### Your task
Copy the lines below that contain "struct".

[Dataset excerpts]
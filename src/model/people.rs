use serde::{Deserialize, Serialize};

#[derive(Clone, Serialize, Deserialize, utoipa::ToSchema)]
pub struct PeopleDto {
    pub id: i32,
    pub name: String,
    pub description: String,
    pub gender: String,
    pub hair_color: String,
}

/// Request body for creating a person
#[derive(Clone, Serialize, Deserialize, utoipa::ToSchema)]
pub struct CreatePeopleDto {
    pub name: String,
    pub description: String,
    pub gender: String,
    pub hair_color: String,
}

### Reply to the exercise
pub struct PeopleDto {
pub struct CreatePeopleDto {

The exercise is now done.